What about native client libraries?
We’ve also included figures for the “native” client libraries for these systems. When a vendor’s own library also outputs Arrow natively—as duckdb-python does—it can achieve the same zero-copy benefit as ADBC, which is why DuckDB’s native library matches ADBC at 1×. That isn’t guaranteed, however: vendor libraries don’t always take full advantage of their system’s Arrow support, as the BigQuery numbers show. Plus ADBC has advantages beyond just speed. ADBC gives you consistent APIs, like JDBC and ODBC did—despite their downsides, that core idea is still useful. And we’ve built an ecosystem of optimized and validated drivers that are ready for you to use. This means you have fewer architectural decisions to make, and your coding agents have fewer chances to get lost or confused. (And stay tuned for ways to help your agents use ADBC and dbc more easily.)
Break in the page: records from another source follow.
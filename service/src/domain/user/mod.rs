//! [`User`] definitions.

pub mod session;

use std::{str::FromStr, sync::LazyLock};

#[cfg(doc)]
use common::DateTime;
use common::{define_kind, unit, DateTimeOf};
use derive_more::{AsRef, Display, From, Into};
#[cfg(feature = "postgres")]
use postgres_types::{FromSql, ToSql};
use regex::Regex;
use secrecy::{zeroize::Zeroize, CloneableSecret};
use serde::{Deserialize, Serialize};
use uuid::Uuid;

pub use self::session::Session;

/// Platform user.
#[derive(Clone, Debug, From)]
pub struct User {
    /// ID of this [`User`]
    pub id: Id,

    /// [`Name`] of this [`User`].
    pub name: Name,

    /// [`Login`] of this [`User`].
    pub login: Login,

    /// [`PasswordHash`] of this [`User`].
    pub password_hash: PasswordHash,

    /// [`Role`] of this [`User`] on the platform.
    pub role: Role,

    /// [`Email`] of this [`User`].
    pub email: Option<Email>,

    /// [`DateTime`] when this [`User`] was created.
    pub created_at: CreationDateTime,

    /// [`DateTime`] when this [`User`] was deleted.
    pub deleted_at: Option<DeletionDateTime>,
}

/// ID of a [`User`].
#[derive(
    Clone,
    Copy,
    Debug,
    Default,
    Deserialize,
    Display,
    Eq,
    From,
    derive_more::FromStr,
    Hash,
    Into,
    PartialEq,
    Serialize,
)]
#[cfg_attr(feature = "postgres", derive(ToSql, FromSql), postgres(transparent))]
pub struct Id(Uuid);

impl Id {
    /// Creates a new random [`Id`].
    #[must_use]
    pub fn new() -> Self {
        Self(Uuid::new_v4())
    }
}

define_kind! {
    #[doc = "Role of a [`User`] on the platform."]
    enum Role {
        #[doc = "[`User`] looking for a rental."]
        Tenant = 1,

        #[doc = "[`User`] renting out listings they own."]
        Landlord = 2,

        #[doc = "Administrator driving deals through their lifecycle."]
        Admin = 3,
    }
}

/// Name of a [`User`].
#[derive(AsRef, Clone, Debug, Display, Eq, PartialEq)]
#[as_ref(str, String)]
#[cfg_attr(feature = "postgres", derive(FromSql, ToSql), postgres(transparent))]
pub struct Name(String);

impl Name {
    /// Creates a new [`Name`].
    ///
    /// # Safety
    ///
    /// The caller must ensure that the given `name` matches the format.
    #[expect(unsafe_code, reason = "bypass")]
    #[must_use]
    pub unsafe fn new_unchecked(name: impl Into<String>) -> Self {
        Self(name.into())
    }

    /// Creates a new [`Name`] if the given `name` is valid.
    #[must_use]
    pub fn new(name: impl Into<String>) -> Option<Self> {
        let name = name.into();
        Self::check(&name).then_some(Self(name))
    }

    /// Checks whether the given `name` is a valid [`Name`].
    fn check(name: impl AsRef<str>) -> bool {
        let name = name.as_ref();
        name.trim() == name && !name.is_empty() && name.len() <= 512
    }
}

impl FromStr for Name {
    type Err = &'static str;

    fn from_str(s: &str) -> Result<Self, Self::Err> {
        Self::new(s).ok_or("invalid `Name`")
    }
}

/// Login of a [`User`].
#[derive(Clone, Debug, Display, Eq, Hash, PartialEq)]
#[cfg_attr(feature = "postgres", derive(FromSql, ToSql), postgres(transparent))]
pub struct Login(String);

impl Login {
    /// Creates a new [`Login`].
    ///
    /// # Safety
    ///
    /// The caller must ensure that the given `login` matches the format.
    #[expect(unsafe_code, reason = "bypass")]
    #[must_use]
    pub unsafe fn new_unchecked(login: impl Into<String>) -> Self {
        Self(login.into())
    }

    /// Creates a new [`Login`] if the given `login` is valid.
    #[must_use]
    pub fn new(login: impl Into<String>) -> Option<Self> {
        let login = login.into();
        Self::check(&login).then_some(Self(login))
    }

    /// Checks whether the given `login` is a valid [`Login`].
    fn check(login: impl AsRef<str>) -> bool {
        /// Regular expression checking [`Login`] invariants:
        /// - Must not be empty;
        /// - Must not start/end with whitespace;
        /// - Must not contain consecutive whitespace;
        /// - Must not contain control characters;
        /// - Must not contain special characters;
        /// - Must be between 1 and 20 characters long.
        static REGEX: LazyLock<Regex> = LazyLock::new(|| {
            Regex::new(r"^\S[\p{L}\p{N}]{0,98}\S$").expect("valid regex")
        });

        REGEX.is_match(login.as_ref())
    }
}

impl FromStr for Login {
    type Err = &'static str;

    fn from_str(s: &str) -> Result<Self, Self::Err> {
        Self::new(s).ok_or("invalid `Login`")
    }
}

/// Password of a [`User`].
#[derive(Clone, Debug, Display, Eq, From, PartialEq)]
#[from(&str, String)]
pub struct Password(String);

impl Password {
    /// Creates a new [`Password`].
    ///
    /// # Safety
    ///
    /// The caller must ensure that the given `password` matches the format.
    #[expect(unsafe_code, reason = "bypass")]
    #[must_use]
    pub unsafe fn new_unchecked(password: impl Into<String>) -> Self {
        Self(password.into())
    }

    /// Creates a new [`Password`] if the given `password` is valid.
    #[must_use]
    pub fn new(password: impl Into<String>) -> Option<Self> {
        let password = password.into();
        Self::check(&password).then_some(Self(password))
    }

    /// Checks whether the given `password` is a valid [`Password`].
    fn check(password: impl AsRef<str>) -> bool {
        let password = password.as_ref();
        password.len() > 1 && password.len() <= 128
    }
}

impl FromStr for Password {
    type Err = &'static str;

    fn from_str(s: &str) -> Result<Self, Self::Err> {
        Self::new(s).ok_or("invalid `Password`")
    }
}

impl CloneableSecret for Password {}
impl Zeroize for Password {
    fn zeroize(&mut self) {
        self.0.zeroize();
    }
}

/// Password hash of a [`User`].
#[derive(Clone, Debug, Display, Eq, PartialEq)]
#[cfg_attr(feature = "postgres", derive(FromSql, ToSql), postgres(transparent))]
pub struct PasswordHash(String);

impl PasswordHash {
    /// Creates a new [`PasswordHash`] from the given [`Password`].
    #[must_use]
    pub fn new(password: &Password) -> Self {
        // TODO: Use `argon2` or any other secure hashing algorithm.
        Self(password.to_string())
    }
}

/// Email address of a [`User`].
#[derive(AsRef, Clone, Debug, Display, Eq, PartialEq)]
#[as_ref(str, String)]
#[cfg_attr(feature = "postgres", derive(FromSql, ToSql), postgres(transparent))]
pub struct Email(String);

impl Email {
    /// Creates a new [`Email`].
    ///
    /// # Safety
    ///
    /// The caller must ensure that the given `address` matches the format.
    #[expect(unsafe_code, reason = "bypass")]
    #[must_use]
    pub unsafe fn new_unchecked(address: impl Into<String>) -> Self {
        Self(address.into())
    }

    /// Creates a new [`Email`] if the given `address` is valid.
    #[must_use]
    pub fn new(address: impl Into<String>) -> Option<Self> {
        let address = address.into();
        Self::check(&address).then_some(Self(address))
    }

    /// Checks whether the given `address` is a valid [`Email`].
    fn check(address: impl AsRef<str>) -> bool {
        /// Regular expression checking [`Email`] format.
        static REGEX: LazyLock<Regex> = LazyLock::new(|| {
            Regex::new(r"^[^@\s]+@[^@\s]+\.[^@\s]+$").expect("valid regex")
        });

        REGEX.is_match(address.as_ref())
    }
}

impl FromStr for Email {
    type Err = &'static str;

    fn from_str(s: &str) -> Result<Self, Self::Err> {
        Self::new(s).ok_or("invalid `Email`")
    }
}

/// [`DateTime`] when a [`User`] was created.
pub type CreationDateTime = DateTimeOf<(User, unit::Creation)>;

/// [`DateTime`] when a [`User`] was deleted.
pub type DeletionDateTime = DateTimeOf<(User, unit::Deletion)>;

#[cfg(test)]
mod role_spec {
    use std::str::FromStr as _;

    use super::Role;

    #[test]
    fn round_trips_via_strings() {
        for role in [Role::Tenant, Role::Landlord, Role::Admin] {
            assert_eq!(Role::from_str(&role.to_string()).unwrap(), role);
        }
    }

    #[test]
    fn rejects_unknown_values() {
        assert!(Role::from_str("MODERATOR").is_err());
        assert!(Role::from_str("").is_err());
    }
}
With ADBC, you get performance that matches or beats individual vendor client libraries, in a single, consistent Arrow-native interface. And compared to ODBC, the advantages in both speed and developer experience are clear. Download dbc and try it yourself: columnar.tech/dbc.
Footnotes
- With both turbodbc and arrow-odbc, the client crashed.
- After about 40 minutes, we gave up on the test.